This isn’t the tea that nourishes you; it’s the tea that nourishes your garden, just like compost tea.

Make It Happen

Cut comfrey leaves from your plants, chop them, and soak them in water for several weeks, until you have a thick, dark liquid. The Permaculture Research Institute recommends diluting your tea with water 12:1 to 15:1 before applying it to your garden. Comfrey tea is especially good for fruiting crops and seed-filling crops, according to the National Center for Appropriate Technology.

3. Compost Activator

All of the nitrogen held in comfrey’s leaves can help jump-start the decomposition process by feeding the microbes in your compost pile.

4. Make It Happen

Add just-cut comfrey leaves to your compost pile when your pile’s carbon-to-nitrogen ratio is too carbon-heavy. Turn the pile to incorporate the comfrey. However, if your compost pile is already nitrogen-heavy, adding a high-nitrogen material like comfrey will only throw off the carbon:nitrogen ratio further and slow the decomposition process.

5. Weed Inhibitor

Planted in a circle, comfrey will keep spreading weeds and grasses from entering.

Make It Happen

Plant comfrey in a perimeter around a tree—at the outer edge of the tree’s circumference or drip line, according to Bastyr University—to prevent grass and weeds from growing around the tree trunk.

Also Know

Comfrey grows quickly and can grow large—about 3- to 4-feet tall and around—so be sure to plant these in an area where you do not plan to grow other things.

6. Livestock Feed

You wouldn’t think animals would not like to eat comfrey because of the tiny hairs on comfrey leaves, but sheep, pigs and chickens don’t mind. Even rabbits and cattle will eat comfrey when it’s wilted or dried as hay, according to the University of Minnesota Agricultural Experiment Station.

Make It Happen

To feed fresh, cut comfrey leaves from the plant right before feeding. Cattle will also eat fresh comfrey leaves when they’re chopped. To make hay, cut comfrey leaves from the plant and dry for at least three days before storing them. Don’t think of this hay as in hay bales—this isn’t typically a crop you’ll produce in an area as large as a hay field—rather large, dried leaves of forage.

Also Know

Comfrey has a high moisture content—85 to 90 percent compared to alfalfa’s 75 to 80 percent—so be sure it’s thoroughly dried before storage so it doesn’t mold. Comfrey should be used as part of balanced nutritional plan for animals, not as the sole source of nutrition for any animal.
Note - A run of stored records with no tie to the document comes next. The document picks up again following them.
/*!

Tabular contact records, one row per person-to-contact edge. Rows carry the
columns `Person_ID`, `Contact_ID`, `Infection_Status`, and `Days_Infected`;
any other columns are ignored. Validation is fail-fast: the
first malformed row aborts the whole load, since a partially loaded edge list
does not describe a meaningful contact network.

*/

use crate::{EpiError, NodeId, Status};
use log::debug;
use serde::Deserialize;
use std::fs::File;
use std::io::Read;
use std::path::Path;

/// A validated contact record. `seed_status` and `days_infected` describe the
/// initial epidemic state of the `person_id` side only.
#[derive(Clone, Debug, PartialEq)]
pub struct ContactRecord {
    pub person_id: NodeId,
    pub contact_id: NodeId,
    pub seed_status: Option<Status>,
    pub days_infected: u32,
}

impl ContactRecord {
    /// A plain contact edge with no seeded state.
    #[must_use]
    pub fn new(person_id: impl Into<NodeId>, contact_id: impl Into<NodeId>) -> Self {
        ContactRecord {
            person_id: person_id.into(),
            contact_id: contact_id.into(),
            seed_status: None,
            days_infected: 0,
        }
    }

    /// A contact edge whose person side starts in `status`.
    #[must_use]
    pub fn seeded(
        person_id: impl Into<NodeId>,
        contact_id: impl Into<NodeId>,
        status: Status,
        days_infected: u32,
    ) -> Self {
        ContactRecord {
            person_id: person_id.into(),
            contact_id: contact_id.into(),
            seed_status: Some(status),
            days_infected,
        }
    }
}

/// One CSV row as deserialized, before validation. Every field is optional at
/// this layer so that missing columns and empty values produce our own
/// diagnostics rather than a serde error.
#[derive(Debug, Deserialize)]
struct RawRecord {
    #[serde(rename = "Person_ID")]
    person_id: Option<String>,
    #[serde(rename = "Contact_ID")]
    contact_id: Option<String>,
    #[serde(rename = "Infection_Status")]
    infection_status: Option<String>,
    #[serde(rename = "Days_Infected")]
    days_infected: Option<String>,
}

impl RawRecord {
    /// Validates one row. `row` is the 1-based data row number, used in
    /// diagnostics.
    fn validate(self, row: usize) -> Result<ContactRecord, EpiError> {
        let person_id = match self.person_id {
            Some(id) if !id.is_empty() => NodeId(id),
            _ => {
                return Err(EpiError::validation(format!(
                    "record {row}: Person_ID is missing"
                )));
            }
        };
        let contact_id = match self.contact_id {
            Some(id) if !id.is_empty() => NodeId(id),
            _ => {
                return Err(EpiError::validation(format!(
                    "record {row}: Contact_ID is missing"
                )));
            }
        };

        let seed_status = match self.infection_status.as_deref() {
            None | Some("") => None,
            Some("Susceptible") => Some(Status::Susceptible),
            Some("Infected") => Some(Status::Infected),
            // An explicitly recovered person is a valid starting point; they
            // simply begin in the absorbing state.
            Some("Recovered") => Some(Status::Recovered),
            Some(other) => {
                return Err(EpiError::validation(format!(
                    "record {row}: Infection_Status has unrecognized value `{other}`"
                )));
            }
        };

        let days_infected = match self.days_infected.as_deref() {
            None | Some("") => 0,
            Some(value) => value.parse::<u32>().map_err(|_| {
                EpiError::validation(format!(
                    "record {row}: Days_Infected `{value}` is not a non-negative integer"
                ))
            })?,
        };

        Ok(ContactRecord {
            person_id,
            contact_id,
            seed_status,
            days_infected,
        })
    }
}

/// Reads and validates contact records from CSV data.
pub fn read_records<R: Read>(reader: R) -> Result<Vec<ContactRecord>, EpiError> {
    let mut csv_reader = csv::ReaderBuilder::new()
        .trim(csv::Trim::All)
        .from_reader(reader);

    let mut records = Vec::new();
    for (index, row) in csv_reader.deserialize::<RawRecord>().enumerate() {
        records.push(row?.validate(index + 1)?);
    }
    debug!("loaded {} contact records", records.len());
    Ok(records)
}

/// Reads and validates contact records from a CSV file.
pub fn read_records_from_path(path: impl AsRef<Path>) -> Result<Vec<ContactRecord>, EpiError> {
    read_records(File::open(path)?)
}

#[cfg(test)]
mod tests {
    use super::*;
    use std::io::Write;

    fn parse(data: &str) -> Result<Vec<ContactRecord>, EpiError> {
        read_records(data.as_bytes())
    }

    #[test]
    fn parses_full_rows() {
        let records = parse(
            "Person_ID,Contact_ID,Infection_Status,Days_Infected\n\
             1,2,Infected,3\n\
             2,3,Susceptible,0\n",
        )
        .unwrap();

        assert_eq!(
            records,
            vec![
                ContactRecord::seeded("1", "2", Status::Infected, 3),
                ContactRecord::seeded("2", "3", Status::Susceptible, 0),
            ]
        );
    }

    #[test]
    fn optional_fields_default() {
        let records = parse("Person_ID,Contact_ID\nA,B\n").unwrap();
        assert_eq!(records, vec![ContactRecord::new("A", "B")]);
    }

    #[test]
    fn empty_optional_fields_default() {
        let records = parse(
            "Person_ID,Contact_ID,Infection_Status,Days_Infected\n\
             A,B,,\n",
        )
        .unwrap();
        assert_eq!(records, vec![ContactRecord::new("A", "B")]);
    }

    #[test]
    fn extra_columns_are_ignored() {
        let records = parse(
            "Person_ID,Name,Age,City,Contact_ID,Infection_Status,Days_Infected\n\
             1,A,25,NY,2,Infected,0\n",
        )
        .unwrap();
        assert_eq!(
            records,
            vec![ContactRecord::seeded("1", "2", Status::Infected, 0)]
        );
    }

    #[test]
    fn recovered_seed_is_accepted() {
        let records = parse(
            "Person_ID,Contact_ID,Infection_Status\n\
             A,B,Recovered\n",
        )
        .unwrap();
        assert_eq!(records[0].seed_status, Some(Status::Recovered));
    }

    #[test]
    fn missing_person_id_fails() {
        let error = parse("Person_ID,Contact_ID\n,B\n").unwrap_err();
        let message = error.to_string();
        assert!(message.contains("record 1"), "{message}");
        assert!(message.contains("Person_ID"), "{message}");
    }

    #[test]
    fn missing_contact_id_fails() {
        let error = parse("Person_ID,Contact_ID\nA,\n").unwrap_err();
        assert!(error.to_string().contains("Contact_ID"));
    }

    #[test]
    fn unrecognized_status_fails() {
        let error = parse(
            "Person_ID,Contact_ID,Infection_Status\n\
             A,B,Sick\n",
        )
        .unwrap_err();
        let message = error.to_string();
        assert!(message.contains("Infection_Status"), "{message}");
        assert!(message.contains("`Sick`"), "{message}");
    }

    #[test]
    fn non_numeric_days_fails() {
        let error = parse(
            "Person_ID,Contact_ID,Infection_Status,Days_Infected\n\
             A,B,Infected,three\n",
        )
        .unwrap_err();
        assert!(error.to_string().contains("Days_Infected"));
    }

    #[test]
    fn negative_days_fails() {
        let error = parse(
            "Person_ID,Contact_ID,Infection_Status,Days_Infected\n\
             A,B,Infected,-1\n",
        )
        .unwrap_err();
        assert!(error.to_string().contains("Days_Infected"));
    }

    #[test]
    fn second_bad_row_is_named() {
        let error = parse(
            "Person_ID,Contact_ID\n\
             A,B\n\
             ,B\n",
        )
        .unwrap_err();
        assert!(error.to_string().contains("record 2"));
    }

    #[test]
    fn reads_from_a_file() {
        let mut file = tempfile::NamedTempFile::new().unwrap();
        write!(file, "Person_ID,Contact_ID\nA,B\n").unwrap();

        let records = read_records_from_path(file.path()).unwrap();
        assert_eq!(records, vec![ContactRecord::new("A", "B")]);
    }

    #[test]
    fn missing_file_is_an_io_error() {
        let error = read_records_from_path("no/such/file.csv").unwrap_err();
        assert!(matches!(error, EpiError::IoError(_)));
    }
}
Before you go and fill your garden with comfrey, realize that it grows quickly and is difficult to get rid of once it establishes. Be judicious in choosing your planting locations, and appreciate comfrey for all it’s worth.

One reply on “6 Uses For Comfrey On The Farm”

[…] Comfrey is a prolific and useful perennial plant. It grows fast, spreads fast and has leaves that are highly nitrogenous—not to mention it’s medicinal benefits for bone and muscle repair. Comfrey roots reach up to 10 feet down to mine minerals, so the plant can be used to enrich the soil or break up compaction. Many people, however, grow it strictly for the leaves, which are often applied to compost piles to activate them, brewed into a compost tea, or simply laid on the surface of beds for added nitrogen and organic matter. […]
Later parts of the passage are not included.